The release of WCAG 2.2 introduced two new level A success criteria and four new level AA success criteria.  In this post, I provide a summary of  Success Criteria 3.3.7, Redundant Entry (Level A).

The aim of ‘Success Criterion 3.3.7, Redundant Entry‘ is to ensure that multi-step processes are easy to complete, without repetition and the need to recall details from previous steps.

For individuals with cognitive or memory challenges, the requirement to remember information poses a significant obstacle. Mental fatigue and stress sets in as the individual tries to recover information from short-term memory. This can be particularly taxing for users with learning and cognitive impairments.

From the publisher’s point of view, the resulting visitor frustration can lead to the abandonment of tasks or the input of incorrect information.
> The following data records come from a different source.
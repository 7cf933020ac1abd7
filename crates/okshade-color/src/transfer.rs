//! sRGB transfer function.
//!
//! Piecewise curve: a linear segment near black and a 2.4 power curve for
//! the rest.
//!
//! # Range
//!
//! - Input/Output: [0, 1], values outside are passed through the same
//!   formulas without clamping
//!
//! # Thresholds
//!
//! The decode threshold is the usual `0.04045`. The encode threshold is
//! `0.00313058`, which is the value existing OkLab tooling uses together with
//! the high-precision matrices in [`crate::oklab`]. Keep both constants as
//! they are, the round-trip tests depend on them.

/// Decode threshold (encoded domain).
pub const EOTF_THRESHOLD: f64 = 0.04045;

/// Encode threshold (linear domain).
pub const OETF_THRESHOLD: f64 = 0.00313058;

/// sRGB EOTF: decodes gamma-encoded sRGB to linear light.
///
/// # Formula
///
/// ```text
/// if V <= 0.04045:
///     L = V / 12.92
/// else:
///     L = ((V + 0.055) / 1.055)^2.4
/// ```
///
/// # Example
///
/// ```rust
/// use okshade_color::transfer::eotf;
///
/// let linear = eotf(0.5);
/// assert!((linear - 0.214).abs() < 0.01);
/// ```
#[inline]
pub fn eotf(v: f64) -> f64 {
    if v <= EOTF_THRESHOLD {
        v / 12.92
    } else {
        ((v + 0.055) / 1.055).powf(2.4)
    }
}

/// sRGB OETF: encodes linear light to gamma-encoded sRGB.
///
/// # Formula
///
/// ```text
/// if L <= 0.00313058:
///     V = 12.92 * L
/// else:
///     V = L^(1/2.4) * 1.055 - 0.055
/// ```
#[inline]
pub fn oetf(l: f64) -> f64 {
    if l <= OETF_THRESHOLD {
        12.92 * l
    } else {
        (l.powf(1.0 / 2.4) * 1.055) - 0.055
    }
}

#[cfg(test)]
mod tests {
    use super::*;

    #[test]
    fn test_roundtrip() {
        for i in 0..=1000 {
            let v = i as f64 / 1000.0;
            let back = oetf(eotf(v));
            assert!((v - back).abs() < 1e-6, "v={}, back={}", v, back);
        }
    }

    #[test]
    fn test_boundaries() {
        assert_eq!(eotf(0.0), 0.0);
        assert!((eotf(1.0) - 1.0).abs() < 1e-12);
        assert_eq!(oetf(0.0), 0.0);
        assert!((oetf(1.0) - 1.0).abs() < 1e-12);
    }

    #[test]
    fn test_linear_segment() {
        assert_eq!(eotf(0.04), 0.04 / 12.92);
        assert_eq!(oetf(0.002), 12.92 * 0.002);
        // negative light stays on the linear segment
        assert_eq!(oetf(-0.5), -6.46);
    }

    #[test]
    fn test_midpoint() {
        let linear = eotf(0.5);
        assert!((linear - 0.214).abs() < 0.01);
    }
}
Unlike browser autocomplete features, which are insufficient for this criterion, the website itself needs to provide stored information for redundant entries or avoid requesting the same information again.

It’s important to note that this criterion doesn’t impose a requirement to store information between sessions. The Success Criteria does not apply to users returning after closing a session or navigating away. However, a process can span different domains. For example, a shopping cart payment process.

The idea that data should not be entered twice does not mean that it can’t be available from a drop-down menu or a show/hide component. However, preferably it should be on the same page, visible by default and closely associated with the input where the data is needed.

This Success Criterion doesn’t apply to Accessible Authentication. For example, auto-filling passwords by the user’s browser is acceptable.

While privacy and personally identifiable information (PII) are not explicitly addressed by this criterion, authors implementing techniques such as auto-population should ensure data protection during information storage, even temporarily.

Exceptions to Success Criteria 3.3.7

Exceptions to this criterion include cases where data is provided by the user using a different method, such as uploading a resume in a document format.

Where input re-entry is part of a memory game, security measures (e.g., preventing a password string from being shown), or cases where previously entered information is no longer valid.

This Success Criterion helps:

  • Individuals with cognitive impairments, and/or Individuals who face challenges with short-term working memory. Reducing stress lowers the likelihood of errors as does avoiding the need to remember information.
  • Individuals who find it difficult to form new memories or recall information.
  • Individuals with mobility impairments, such as individuals using switch control or voice input.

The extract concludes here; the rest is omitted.